Entretanto, na última década, essa relação se estreitou. “O consumo de carne caiu à medida que caía o poder de compra real da média salarial do país. De fato, se a correlação entre essas duas variáveis for medida retroativamente, 77% da variação do consumo de carne bovina desde 2010 é explicada por variações nos salários reais”, destacou a análise.
Um estudo do Centro de Economia Política Argentina (Cepa) destacou que a diminuição do consumo de carne bovina, devido à substituição por outros tipos de carne, é um dos motivos para que de um ano para cá a inflação do produto tenha ficado abaixo da inflação geral no país, que foi de 83% em setembro no acumulado em 12 meses.

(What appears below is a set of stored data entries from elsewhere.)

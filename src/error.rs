//! Error types for relay jobs.
//!
//! Every failure inside a job is one of the `RelayError` variants and is
//! recovered at the dispatch boundary. `CleanupError` is never returned from a
//! job; the media store logs it and moves on.

use std::path::PathBuf;
use thiserror::Error;

/// Boxed cause attached to an error variant.
pub type BoxError = Box<dyn std::error::Error + Send + Sync + 'static>;

/// Result type for relay operations.
pub type RelayResult<T> = Result<T, RelayError>;

#[derive(Debug, Error)]
pub enum RelayError {
    /// Input is not a decodable image or video.
    #[error("decode failed: {context}")]
    Decode {
        context: String,
        #[source]
        source: Option<BoxError>,
    },

    /// The detection backend faulted.
    #[error("model inference failed{}", frame_suffix(.frame_index))]
    ModelInference {
        frame_index: Option<u64>,
        #[source]
        source: BoxError,
    },

    /// Malformed frame or frame/detection pairing.
    #[error("render failed: {0}")]
    Render(String),

    /// Writing the annotated output failed.
    #[error("encode failed: {context}")]
    Encode {
        context: String,
        #[source]
        source: Option<BoxError>,
    },

    /// Downloading an attachment or sending a reply failed.
    #[error("transport failed: {context}")]
    Transport {
        context: String,
        #[source]
        source: Option<BoxError>,
    },

    #[error("I/O error on {}: {source}", .path.display())]
    Io {
        path: PathBuf,
        #[source]
        source: std::io::Error,
    },
}

fn frame_suffix(frame_index: &Option<u64>) -> String {
    match frame_index {
        Some(index) => format!(" on frame {}", index),
        None => String::new(),
    }
}

impl RelayError {
    pub fn decode(context: impl Into<String>) -> Self {
        Self::Decode {
            context: context.into(),
            source: None,
        }
    }

    pub fn decode_with(context: impl Into<String>, source: impl Into<BoxError>) -> Self {
        Self::Decode {
            context: context.into(),
            source: Some(source.into()),
        }
    }

    pub fn inference(source: impl Into<BoxError>) -> Self {
        Self::ModelInference {
            frame_index: None,
            source: source.into(),
        }
    }

    pub fn render(message: impl Into<String>) -> Self {
        Self::Render(message.into())
    }

    pub fn encode(context: impl Into<String>) -> Self {
        Self::Encode {
            context: context.into(),
            source: None,
        }
    }

    pub fn encode_with(context: impl Into<String>, source: impl Into<BoxError>) -> Self {
        Self::Encode {
            context: context.into(),
            source: Some(source.into()),
        }
    }

    pub fn transport(context: impl Into<String>) -> Self {
        Self::Transport {
            context: context.into(),
            source: None,
        }
    }

    pub fn transport_with(context: impl Into<String>, source: impl Into<BoxError>) -> Self {
        Self::Transport {
            context: context.into(),
            source: Some(source.into()),
        }
    }

    pub fn io(path: impl Into<PathBuf>, source: std::io::Error) -> Self {
        Self::Io {
            path: path.into(),
            source,
        }
    }

    /// Tag an inference failure with the frame it happened on.
    pub fn at_frame(self, index: u64) -> Self {
        match self {
            Self::ModelInference { source, .. } => Self::ModelInference {
                frame_index: Some(index),
                source,
            },
            other => other,
        }
    }

    /// Stable identifier for logs.
    pub fn kind(&self) -> &'static str {
        match self {
            Self::Decode { .. } => "decode",
            Self::ModelInference { .. } => "model_inference",
            Self::Render(_) => "render",
            Self::Encode { .. } => "encode",
            Self::Transport { .. } => "transport",
            Self::Io { .. } => "io",
        }
    }
}

/// A temporary file could not be removed.
#[derive(Debug, Error)]
#[error("failed to remove temporary file {}: {source}", .path.display())]
pub struct CleanupError {
    pub path: PathBuf,
    #[source]
    pub source: std::io::Error,
}

#[cfg(test)]
mod tests {
    use super::*;

    #[test]
    fn inference_error_reports_frame_index() {
        let err = RelayError::inference(anyhow::anyhow!("tensor shape mismatch")).at_frame(5);
        assert_eq!(err.to_string(), "model inference failed on frame 5");
        assert_eq!(err.kind(), "model_inference");
        let source = std::error::Error::source(&err).expect("cause attached");
        assert_eq!(source.to_string(), "tensor shape mismatch");
    }

    #[test]
    fn at_frame_leaves_other_variants_alone() {
        let err = RelayError::render("zero-sized frame").at_frame(3);
        assert!(matches!(err, RelayError::Render(_)));
        assert_eq!(err.to_string(), "render failed: zero-sized frame");
    }
}
use anyhow::Result;

use crate::detect::result::Detection;
use crate::frame::Frame;

/// Detector backend trait.
///
/// A backend is loaded once at startup and shared by every job, so `predict`
/// takes `&self` and must not keep per-call state that changes results.
pub trait DetectorBackend: Send + Sync {
    /// Backend identifier.
    fn name(&self) -> &'static str;

    /// Run the model on one frame.
    ///
    /// Boxes are in the frame's pixel space. Backends apply their own
    /// confidence threshold; the adapter filters again regardless.
    fn predict(&self, frame: &Frame) -> Result<Vec<Detection>>;

    /// Optional warm-up hook.
    fn warm_up(&self) -> Result<()> {
        Ok(())
    }
}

Mas, embora a variação da carne bovina tenha sido menor, ainda ficou num patamar bem elevado: 67,6% em 12 meses.
O vídeo do churrasco da campanha de 2019 virou piada na sociedade e na imprensa argentina. Em fevereiro deste ano, em um noticiário do canal LN+, o apresentador Eduardo Feinmann ironizou quando o analista econômico Willy Laborda informou que o preço do churrasco havia subido mais de 200% na gestão Fernández.
“Pobre homem, ele ainda tem as mesmas latas, as mesmas folhas de árvore dentro da churrasqueira. E não sai churrasco!”, afirmou, ao citar o personagem do vídeo de campanha de 2019.

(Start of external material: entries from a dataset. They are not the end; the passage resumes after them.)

//! Media pipelines.
//!
//! A job moves through `Received -> Decoded -> Detected -> Rendered ->
//! Written`; the dispatcher then marks it `Sent`. Any step may fail, in which
//! case the pipeline returns a [`JobFailure`] naming the last state reached.
//! Pipelines never release temporary files themselves; the caller owns the
//! [`JobFiles`](crate::store::JobFiles) scope.

mod still;
mod video;

use std::fmt;
use std::path::{Path, PathBuf};

use crate::detect::{ClassAllowList, Detection, VehicleDetector};
use crate::error::{RelayError, RelayResult};
use crate::frame::Frame;
use crate::render::FrameRenderer;

pub use still::StillImagePipeline;
pub use video::VideoPipeline;

#[derive(Clone, Copy, Debug, PartialEq, Eq, Hash)]
pub enum MediaKind {
    Image,
    Video,
}

impl MediaKind {
    /// File suffix for temporary handles of this kind.
    pub fn suffix(&self) -> &'static str {
        match self {
            MediaKind::Image => ".jpg",
            MediaKind::Video => ".mp4",
        }
    }

    /// Guess from a file extension.
    pub fn from_path(path: &Path) -> Option<Self> {
        let ext = path.extension()?.to_str()?.to_ascii_lowercase();
        match ext.as_str() {
            "jpg" | "jpeg" | "png" | "bmp" | "webp" | "gif" => Some(MediaKind::Image),
            "mp4" | "mov" | "mkv" | "webm" | "avi" | "m4v" => Some(MediaKind::Video),
            _ => None,
        }
    }

    /// Guess from a MIME type such as `video/mp4`. Image types are limited to
    /// the formats the still decoder is built with.
    pub fn from_mime(mime: &str) -> Option<Self> {
        let mime = mime.split(';').next()?.trim().to_ascii_lowercase();
        match mime.as_str() {
            "image/jpeg" | "image/jpg" | "image/pjpeg" | "image/png" | "image/webp"
            | "image/gif" | "image/bmp" | "image/x-ms-bmp" => Some(MediaKind::Image),
            _ if mime.starts_with("video/") => Some(MediaKind::Video),
            _ => None,
        }
    }
}

impl fmt::Display for MediaKind {
    fn fmt(&self, f: &mut fmt::Formatter<'_>) -> fmt::Result {
        match self {
            MediaKind::Image => f.write_str("image"),
            MediaKind::Video => f.write_str("video"),
        }
    }
}

#[derive(Clone, Copy, Debug, PartialEq, Eq)]
pub enum JobState {
    Received,
    Decoded,
    Detected,
    Rendered,
    Written,
    Sent,
    Failed,
}

/// A job that stopped before producing output.
#[derive(Debug)]
pub struct JobFailure {
    /// Last state reached before the failing step.
    pub reached: JobState,
    pub error: RelayError,
}

impl fmt::Display for JobFailure {
    fn fmt(&self, f: &mut fmt::Formatter<'_>) -> fmt::Result {
        write!(f, "{} (after {:?})", self.error, self.reached)
    }
}

impl std::error::Error for JobFailure {
    fn source(&self) -> Option<&(dyn std::error::Error + 'static)> {
        Some(&self.error)
    }
}

/// Annotated output ready to send.
#[derive(Clone, Debug, PartialEq)]
pub struct PipelineOutput {
    pub kind: MediaKind,
    pub path: PathBuf,
    pub frames: u64,
    pub detections: u64,
}

/// Detector, renderer and allow-list shared by both pipelines.
#[derive(Clone, Copy)]
pub struct Annotator<'a> {
    pub detector: &'a VehicleDetector,
    pub renderer: &'a FrameRenderer,
    pub allow_list: &'a ClassAllowList,
}

impl<'a> Annotator<'a> {
    pub fn new(
        detector: &'a VehicleDetector,
        renderer: &'a FrameRenderer,
        allow_list: &'a ClassAllowList,
    ) -> Self {
        Self {
            detector,
            renderer,
            allow_list,
        }
    }

    pub fn detect(&self, frame: &Frame) -> RelayResult<Vec<Detection>> {
        self.detector.detect(frame, Some(self.allow_list))
    }

    pub fn render(&self, frame: &Frame, detections: &[Detection]) -> RelayResult<Frame> {
        self.renderer.render(frame, detections)
    }
}

/// Records state transitions for one job.
pub(crate) struct JobTracker<'a> {
    job_id: &'a str,
    state: JobState,
}

impl<'a> JobTracker<'a> {
    pub(crate) fn new(job_id: &'a str) -> Self {
        log::debug!("job {}: {:?}", job_id, JobState::Received);
        Self {
            job_id,
            state: JobState::Received,
        }
    }

    pub(crate) fn advance(&mut self, next: JobState) {
        log::debug!("job {}: {:?} -> {:?}", self.job_id, self.state, next);
        self.state = next;
    }

    pub(crate) fn fail(&self, error: RelayError) -> JobFailure {
        JobFailure {
            reached: self.state,
            error,
        }
    }
}

/// Persist the inbound attachment to the job's input handle.
pub(crate) fn persist_input(path: &Path, bytes: &[u8]) -> RelayResult<()> {
    std::fs::write(path, bytes).map_err(|e| RelayError::io(path, e))
}

#[cfg(test)]
mod tests {
    use super::*;

    #[test]
    fn kind_from_path_and_mime() {
        assert_eq!(MediaKind::from_path(Path::new("a/b.JPG")), Some(MediaKind::Image));
        assert_eq!(MediaKind::from_path(Path::new("clip.mov")), Some(MediaKind::Video));
        assert_eq!(MediaKind::from_path(Path::new("notes.txt")), None);
        assert_eq!(MediaKind::from_mime("video/quicktime"), Some(MediaKind::Video));
        assert_eq!(MediaKind::from_mime("image/png"), Some(MediaKind::Image));
        assert_eq!(MediaKind::from_mime("application/pdf"), None);
    }

    #[test]
    fn undecodable_image_types_are_not_media() {
        assert_eq!(MediaKind::from_mime("image/webp"), Some(MediaKind::Image));
        assert_eq!(MediaKind::from_mime("Image/JPEG; q=1"), Some(MediaKind::Image));
        assert_eq!(MediaKind::from_mime("image/heic"), None);
        assert_eq!(MediaKind::from_mime("image/svg+xml"), None);
        assert_eq!(MediaKind::from_mime("image/tiff"), None);
    }

    #[test]
    fn failure_reports_reached_state() {
        let mut tracker = JobTracker::new("job-1");
        tracker.advance(JobState::Decoded);
        let failure = tracker.fail(RelayError::render("bad box"));
        assert_eq!(failure.reached, JobState::Decoded);
        assert!(failure.to_string().contains("render failed"));
    }
}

Apesar das dificuldades para comprar o produto, comer carne bovina é tão importante na identidade local que a Argentina teve no ano passado o maior consumo per capita do alimento, com Estados Unidos e Brasil aparecendo em segundo e terceiro lugar, respectivamente, em levantamento da Organização para a Cooperação e Desenvolvimento Econômico (OCDE) realizado em 35 países.